Retrospective study on elimination delay of methotrexate in high-dose therapy of childhood acute lymphoblastic leukemia in China

Objectives: The aim of this study was to observe the morbidity of elimination delay in Chinese children with acute lymphoblastic leukemia during high-dose methotrexate (HDMTX) therapy and the toxicities. Patients and Methods: A total of 121 children with acute lymphoblastic leukemia on HDMTX therapy were enrolled into this study. Patients were divided into groups on the basis of either dosage (3 g/m(2) vs. 5 g/m(2)) or infusion duration (7 h vs. 24 h).
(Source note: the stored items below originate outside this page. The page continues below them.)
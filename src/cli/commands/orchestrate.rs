//! DAG orchestration command.

use chrono::Utc;
use console::style;

use super::helpers::{self, styled_status};
use super::DagChoice;
use crate::config::Settings;
use crate::models::RunStatus;
use crate::orchestrator::{DagContext, DagOutcome, Orchestrator};

fn print_outcome(outcome: &DagOutcome) {
    let run = &outcome.dag_run;
    println!(
        "{} {} {} [{}]",
        style("→").cyan(),
        run.dag_id,
        run.logical_date,
        styled_status(run.status)
    );
    for task in &outcome.tasks {
        match &task.error {
            Some(error) => println!(
                "  {:<14} #{} {} {}",
                task.task_id,
                task.attempt,
                styled_status(task.status),
                style(error).dim()
            ),
            None => println!(
                "  {:<14} #{} {}",
                task.task_id,
                task.attempt,
                styled_status(task.status)
            ),
        }
    }
}

fn check(outcome: &DagOutcome) -> anyhow::Result<()> {
    let run = &outcome.dag_run;
    if run.status == RunStatus::Failed {
        anyhow::bail!(
            "{} failed: {}",
            run.dag_id,
            run.error.as_deref().unwrap_or("unknown error")
        );
    }
    Ok(())
}

/// Run the ETL DAG, the golden DAG, or both.
///
/// `daily` without a date keeps running and fires at every UTC midnight.
pub async fn cmd_orchestrate(
    settings: &Settings,
    dag: DagChoice,
    date: Option<&str>,
) -> anyhow::Result<()> {
    let ledger = helpers::ledger(settings).await?;
    let orchestrator = Orchestrator::new(settings, ledger.runs())?;
    let date = helpers::parse_date(date)?;
    let today = Utc::now().date_naive();

    println!(
        "{} Function endpoints at {}",
        style("→").cyan(),
        settings.orchestrator.functions_url
    );

    match dag {
        DagChoice::Etl => {
            let ctx = DagContext::manual(date.unwrap_or(today), Utc::now());
            let outcome = orchestrator.run_etl(&ctx).await?;
            print_outcome(&outcome);
            check(&outcome)
        }
        DagChoice::Golden => {
            let ctx = DagContext::manual(date.unwrap_or(today), Utc::now());
            let outcome = orchestrator.run_golden(&ctx).await?;
            print_outcome(&outcome);
            check(&outcome)
        }
        DagChoice::Daily => match date {
            Some(date) => {
                let (etl, golden) = orchestrator.run_day(&DagContext::scheduled(date)).await?;
                print_outcome(&etl);
                print_outcome(&golden);
                check(&etl)?;
                check(&golden)
            }
            None => {
                println!("  Scheduling daily runs at 00:00 UTC, press Ctrl+C to stop");
                Ok(orchestrator.daily().await?)
            }
        },
    }
}
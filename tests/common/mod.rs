//! Shared fixtures: a mocked YouTube Data API and a local pipeline.

#![allow(dead_code)]

use std::path::Path;
use std::sync::Arc;
use std::time::Duration;

use serde_json::{json, Value};
use wiremock::matchers::{method, path, query_param, query_param_is_missing};
use wiremock::{Mock, MockServer, ResponseTemplate};

use ytpipe::config::Settings;
use ytpipe::pipeline::Pipeline;
use ytpipe::secrets::MemorySecretStore;
use ytpipe::storage::LocalObjectStore;
use ytpipe::warehouse::DuckDbWarehouse;
use ytpipe::youtube::YoutubeClient;

pub const BUCKET: &str = "raw-test";

fn search_item(video_id: &str, channel_id: &str, title: &str) -> Value {
    json!({
        "id": {"kind": "youtube#video", "videoId": video_id},
        "snippet": {
            "channelId": channel_id,
            "title": title,
            "description": format!("About {}", title),
            "publishedAt": "2025-01-01T12:00:00Z"
        }
    })
}

fn channel(channel_id: &str, title: &str) -> Value {
    json!({
        "id": channel_id,
        "snippet": {
            "title": title,
            "description": "",
            "country": "US",
            "publishedAt": "2020-01-01T00:00:00Z"
        },
        "statistics": {"viewCount": "1000", "subscriberCount": "10", "videoCount": "5"}
    })
}

fn video(video_id: &str, views: u64) -> Value {
    json!({
        "id": video_id,
        "snippet": {"categoryId": "28", "tags": ["rust", "etl"]},
        "contentDetails": {"duration": "PT4M13S"},
        "statistics": {
            "viewCount": views.to_string(),
            "likeCount": "10",
            "commentCount": "2"
        }
    })
}

fn comment_thread(video_id: &str, comment_id: &str, text: &str) -> Value {
    json!({
        "id": format!("thread-{}", comment_id),
        "snippet": {
            "videoId": video_id,
            "topLevelComment": {
                "id": comment_id,
                "snippet": {
                    "authorDisplayName": "viewer",
                    "textDisplay": text,
                    "likeCount": 1,
                    "publishedAt": "2025-01-02T08:00:00Z"
                }
            }
        }
    })
}

pub fn api_error(code: u16, reason: &str) -> ResponseTemplate {
    ResponseTemplate::new(code).set_body_json(json!({
        "error": {
            "code": code,
            "message": format!("request failed: {}", reason),
            "errors": [{"reason": reason, "domain": "youtube.commentThread"}]
        }
    }))
}

/// Search answers in two pages: `v1, v2` then `v3`.
pub async fn mount_search(server: &MockServer) {
    Mock::given(method("GET"))
        .and(path("/search"))
        .and(query_param_is_missing("pageToken"))
        .respond_with(ResponseTemplate::new(200).set_body_json(json!({
            "items": [
                search_item("v1", "c1", "Intro to pipelines"),
                search_item("v2", "c1", "Warehouses 101")
            ],
            "nextPageToken": "page-2"
        })))
        .mount(server)
        .await;

    Mock::given(method("GET"))
        .and(path("/search"))
        .and(query_param("pageToken", "page-2"))
        .respond_with(ResponseTemplate::new(200).set_body_json(json!({
            "items": [search_item("v3", "c2", "Streaming joins")]
        })))
        .mount(server)
        .await;
}

pub async fn mount_details(server: &MockServer) {
    Mock::given(method("GET"))
        .and(path("/channels"))
        .respond_with(ResponseTemplate::new(200).set_body_json(json!({
            "items": [channel("c1", "Data Channel"), channel("c2", "Stream Channel")]
        })))
        .mount(server)
        .await;

    Mock::given(method("GET"))
        .and(path("/videos"))
        .respond_with(ResponseTemplate::new(200).set_body_json(json!({
            "items": [video("v1", 1000), video("v2", 2000), video("v3", 500)]
        })))
        .mount(server)
        .await;

    Mock::given(method("GET"))
        .and(path("/videoCategories"))
        .respond_with(ResponseTemplate::new(200).set_body_json(json!({
            "items": [{"id": "28", "snippet": {"title": "Science & Technology", "assignable": true}}]
        })))
        .mount(server)
        .await;
}

/// `v1` has comments disabled, `v2` has two comments.
pub async fn mount_comments(server: &MockServer) {
    Mock::given(method("GET"))
        .and(path("/commentThreads"))
        .and(query_param("videoId", "v1"))
        .respond_with(api_error(403, "commentsDisabled"))
        .mount(server)
        .await;

    Mock::given(method("GET"))
        .and(path("/commentThreads"))
        .and(query_param("videoId", "v2"))
        .respond_with(ResponseTemplate::new(200).set_body_json(json!({
            "items": [
                comment_thread("v2", "cm1", "Great overview"),
                comment_thread("v2", "cm2", "Thanks!")
            ]
        })))
        .mount(server)
        .await;
}

/// Every endpoint the combined extraction calls.
pub async fn mock_youtube() -> MockServer {
    let server = MockServer::start().await;
    mount_search(&server).await;
    mount_details(&server).await;
    mount_comments(&server).await;
    server
}

pub fn youtube_client(base: &str) -> YoutubeClient {
    YoutubeClient::new("test-key", base, Duration::from_secs(5), "ytpipe-test").unwrap()
}

pub fn settings(dir: &Path) -> Settings {
    let mut settings = Settings::with_data_dir(dir.to_path_buf());
    settings.storage.bucket = Some(BUCKET.into());
    settings.youtube.default_query = "data engineering".into();
    settings.youtube.max_results = 10;
    settings
}

/// Pipeline over local objects, in-memory DuckDB and the mocked API.
pub fn pipeline(dir: &Path, youtube_base: &str) -> Pipeline {
    Pipeline::new(settings(dir))
        .unwrap()
        .with_secrets(Arc::new(MemorySecretStore::new()))
        .with_store(Arc::new(LocalObjectStore::new(dir.join("objects"), BUCKET)))
        .with_warehouse(Arc::new(DuckDbWarehouse::in_memory().unwrap()))
        .with_youtube(youtube_client(youtube_base))
}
CF/MTX index was used to determine the calcium folinate (CF) rescuing intensity and toxicity was evaluated according to World Health Organization criteria. Results: The overall morbidity of elimination delay was 12.1% in a total of 497 infusions. Patients with elimination delay had lower platelet count (P < 0.0 1) and greater cumulative CF rescuing intensity (P < 0.001). In 3-g group, children with elimination delay experienced severer oral mucous membrane damage 9 (P < 0.05) than those without elimination delay, and postponement of following chemotherapy (P = 0.001). No significant difference was found in morbidity of elimination delay between 3 and 5-g groups (P > 0.05) or 7 and 24-hour infusion groups (P > 0.05). The only raised adverse effect in 5-g group was aastrointestinal (P = 0.003) as compared with 3-g group. The CF rescuing intensity of 5-g group without elimination delay was lower than that of the 3-g group (P < 0.01). Conclusions: (1) HDMTX with 5 g/m(2) is as safe as 3 g/m(2) under adequate hydration and alkalization. Twenty-four hour infusion is optimal. (2) Individualized dosing is necessary.